A. Les circonstances de l’espèce
Les faits de la cause, tels qu’ils ont été exposés par les parties, peuvent se résumer comme suit.
Le 22 mai 1998, l’administration fiscale de Häme (verotoimisto, skattebyrå) pria le requérant de lui soumettre ses observations sur certaines erreurs qui auraient figuré dans ses déclarations de taxe sur la valeur ajoutée (TVA) (arvonlisävero, mervärdesskatt) pour les exercices fiscaux 1994 et 1995. Le 9 juillet 1998, l’administration fiscale rendit deux décisions par lesquelles elle imposait au requérant notamment une majoration d’impôt (veronkorotus, skatteförhöjning) équivalant à 10 % du montant complémentaire à verser (le montant prélevé au titre de la majoration fut de 1 836 marks finlandais (FIM), soit 308,80 euros (EUR)). L’administration décida la majoration parce qu’elle considérait comme incomplètes les déclarations de TVA remises par le requérant en 1994-1995.
Le requérant fit appel auprès du tribunal administratif de comté d’Uusimaa (lääninoikeus, länsrätten), qui devint par la suite le tribunal administratif de Helsinki (hallinto-oikeus, förvaltningsdomstolen). Il sollicita son audition, celle d’un inspecteur des impôts ainsi que celle d’un expert qu’il aurait désigné. Le 1er février 2000, le tribunal administratif de Helsinki adopta une décision provisoire par laquelle il invitait l’inspecteur des impôts à soumettre des observations écrites et demandait l’établissement d’un avis par un expert du choix du requérant. L’inspecteur des impôts remit au tribunal une déclaration datée du 13 février 2000, dont copie fut communiquée au requérant afin qu’il présentât ses observations, ce qu’il fit le 25 avril 2000. Le rapport de l’expert choisi par l’intéressé portait la même date et fut déposé le même jour au tribunal.

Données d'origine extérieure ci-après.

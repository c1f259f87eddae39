//! Surgemap CLI - sea-level-rise impact estimation

use anyhow::{Context, Result};
use clap::{Parser, Subcommand};
use indicatif::{ProgressBar, ProgressStyle};
use std::path::PathBuf;
use std::time::Instant;
use tracing::{info, warn, Level};
use tracing_subscriber::FmtSubscriber;

use surgemap_algorithms::classify::{flood_mask, FloodRule};
use surgemap_algorithms::impact::{Evaluation, ImpactEngine, DEFAULT_PIXEL_AREA_KM2};
use surgemap_core::io::{read_rgb_png, write_mask_png, FileRasterLoader};
use surgemap_core::legend::Legend;
use surgemap_core::raster::Rgb;

// ─── CLI structure ──────────────────────────────────────────────────────

#[derive(Parser)]
#[command(name = "surgemap")]
#[command(author, version, about = "Sea-level-rise impact estimation", long_about = None)]
struct Cli {
    /// Verbose output
    #[arg(short, long, global = true)]
    verbose: bool,

    #[command(subcommand)]
    command: Commands,
}

#[derive(Subcommand)]
enum Commands {
    /// Show information about a raster file
    Info {
        /// Input raster file
        input: PathBuf,
    },
    /// Estimate the marginal impact of a sea level over a baseline
    Impact {
        /// Population raster year
        #[arg(short, long)]
        year: i32,
        /// Target sea-level rise in metres
        #[arg(short, long)]
        level: f64,
        /// Baseline sea-level rise in metres
        #[arg(short, long, default_value = "0.0")]
        baseline: f64,
        /// Directory holding population rasters
        #[arg(long, default_value = "Populations")]
        population_dir: PathBuf,
        /// Directory holding flood rasters
        #[arg(long, default_value = "Resized")]
        flood_dir: PathBuf,
        /// Flood classification rule: strict, loose
        #[arg(short, long, default_value = "strict")]
        rule: FloodRule,
        /// Ground area of one pixel in km²
        #[arg(long, default_value_t = DEFAULT_PIXEL_AREA_KM2)]
        pixel_area: f64,
        /// Emit the full result as JSON
        #[arg(long)]
        json: bool,
    },
    /// Extract a flood raster's inundation mask as a transparent PNG overlay
    Mask {
        /// Input flood raster
        input: PathBuf,
        /// Output overlay file
        output: PathBuf,
        /// Flood classification rule: strict, loose
        #[arg(short, long, default_value = "strict")]
        rule: FloodRule,
    },
}

// ─── Helpers ────────────────────────────────────────────────────────────

fn setup_logging(verbose: bool) {
    let level = if verbose { Level::DEBUG } else { Level::INFO };
    let subscriber = FmtSubscriber::builder()
        .with_max_level(level)
        .with_target(false)
        .finish();
    tracing::subscriber::set_global_default(subscriber).expect("setting default subscriber failed");
}

fn spinner(msg: &str) -> ProgressBar {
    let pb = ProgressBar::new_spinner();
    pb.set_style(
        ProgressStyle::default_spinner()
            .template("{spinner:.green} {msg}")
            .unwrap(),
    );
    pb.set_message(msg.to_string());
    pb.enable_steady_tick(std::time::Duration::from_millis(100));
    pb
}

fn print_evaluation(label: &str, eval: &Evaluation) {
    println!("  {}:", label);
    println!(
        "    Population: {} - {}",
        eval.impact.population_min, eval.impact.population_max
    );
    println!("    Area: {:.4} km²", eval.impact.area_km2);
    println!("    Flooded pixels: {}", eval.flooded_pixels);
    if eval.unmapped_pixels > 0 {
        println!("    Unmapped pixels: {}", eval.unmapped_pixels);
    }
}

// ─── Main ───────────────────────────────────────────────────────────────

fn main() -> Result<()> {
    let cli = Cli::parse();
    setup_logging(cli.verbose);

    match cli.command {
        // ── Info ─────────────────────────────────────────────────────
        Commands::Info { input } => {
            let raster = read_rgb_png(&input)
                .with_context(|| format!("reading {}", input.display()))?;
            let (rows, cols) = raster.shape();

            println!("File: {}", input.display());
            println!("Dimensions: {} x {} ({} cells)", cols, rows, raster.len());
            for rule in [FloodRule::StrictBand, FloodRule::Loose] {
                let mask = flood_mask(&raster, rule)?;
                let flooded = mask.count(true);
                println!(
                    "Flood pixels ({:?}): {} ({:.1}%)",
                    rule,
                    flooded,
                    100.0 * flooded as f64 / raster.len() as f64
                );
            }
        }

        // ── Impact ───────────────────────────────────────────────────
        Commands::Impact {
            year,
            level,
            baseline,
            population_dir,
            flood_dir,
            rule,
            pixel_area,
            json,
        } => {
            let engine = ImpactEngine::new(Legend::population_density(), rule, pixel_area)?;
            let loader = FileRasterLoader::new(&population_dir, &flood_dir);

            let pb = spinner("Computing marginal impact...");
            let start = Instant::now();
            let marginal = engine
                .marginal_impact(&loader, year, level, baseline)
                .with_context(|| {
                    format!("computing impact of {:.1}m over {:.1}m for {}", level, baseline, year)
                })?;
            pb.finish_and_clear();
            info!("Computed in {:.2?}", start.elapsed());

            let unmapped = marginal.target.unmapped_pixels + marginal.baseline.unmapped_pixels;
            if unmapped > 0 {
                warn!(
                    "{} flooded pixels had no legend band and were excluded from population sums",
                    unmapped
                );
            }

            if json {
                println!("{}", serde_json::to_string_pretty(&marginal)?);
            } else {
                println!(
                    "Marginal impact of {:.1}m over {:.1}m (year {}):",
                    level, baseline, year
                );
                println!(
                    "  Affected population: {} - {}",
                    marginal.impact.population_min, marginal.impact.population_max
                );
                println!("  Affected area: {:.4} km²", marginal.impact.area_km2);
                print_evaluation("Target", &marginal.target);
                print_evaluation("Baseline", &marginal.baseline);
            }
        }

        // ── Mask ─────────────────────────────────────────────────────
        Commands::Mask {
            input,
            output,
            rule,
        } => {
            let raster = read_rgb_png(&input)
                .with_context(|| format!("reading {}", input.display()))?;

            let pb = spinner("Classifying flood extent...");
            let start = Instant::now();
            let mask = flood_mask(&raster, rule)?;
            pb.finish_and_clear();

            write_mask_png(&mask, Rgb::new(255, 0, 0), &output)
                .with_context(|| format!("writing {}", output.display()))?;
            info!(
                "Wrote {} ({} flood pixels) in {:.2?}",
                output.display(),
                mask.count(true),
                start.elapsed()
            );
        }
    }

    Ok(())
}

Le 13 juin 2000, le tribunal administratif jugea qu’il n’y avait manifestement pas lieu de tenir une audience en l’affaire car les deux parties avaient communiqué par écrit toutes les informations nécessaires. A cette même occasion, il rejeta les griefs formulés par le requérant.
Le 7 août 2000, M. Jussila, tout en demandant à nouveau la tenue d’une audience, pria la Cour administrative suprême de l’autoriser à la saisir, ce qu’elle refusa le 13 mars 2001.
B. Le droit interne pertinent
L’article 177 § 1 de la loi relative à la taxe sur la valeur ajoutée (arvonlisäverolaki, mervärdesskattelagen ; 1501/1993) dispose que lorsqu’un contribuable a manqué à son obligation d’acquitter un impôt, ou a manifestement versé un montant insuffisant, ou n’a pas communiqué à l’administration fiscale les informations requises, l’administration fiscale régionale (verovirasto, skatteverk) évalue le montant des impôts impayés.
Selon l’article 179 de la même loi, un calcul du montant de l’impôt dû peut intervenir lorsque le contribuable n’a pas produit les déclarations requises ou a communiqué des informations erronées à l’administration fiscale. Il peut être ordonné au contribuable de régler des impôts impayés ou des montants qui lui ont été remboursés à tort.
L’article 182 de la loi prévoit notamment qu’une majoration maximale de 20 % de l’impôt dû peut être décidée si le contribuable n’est pas en mesure d’indiquer pourquoi il n’a pas remis sa déclaration ou tel ou tel autre document en temps voulu ou pourquoi il n’a pas communiqué certaines informations essentielles. La majoration peut aller jusqu’au double du montant auquel le contribuable est assujetti si celui-ci n’est pas en mesure d’expliquer pourquoi il a manqué en tout ou partie à ses obligations alors qu’il lui avait été expressément enjoint de communiquer des renseignements.
En vertu de l’article 38 § 1 de la loi sur la procédure judiciaire administrative (hallintolainkäyttölaki, förvaltningsprocesslagen ; 586/1996), une audience doit avoir lieu si un particulier en fait la demande. L’audience n’est toutefois pas accordée lorsque la demande est jugée irrecevable ou est immédiatement rejetée ou que, eu égard à la nature de l’affaire ou à d’autres circonstances, il apparaît qu’une audience serait totalement superflue.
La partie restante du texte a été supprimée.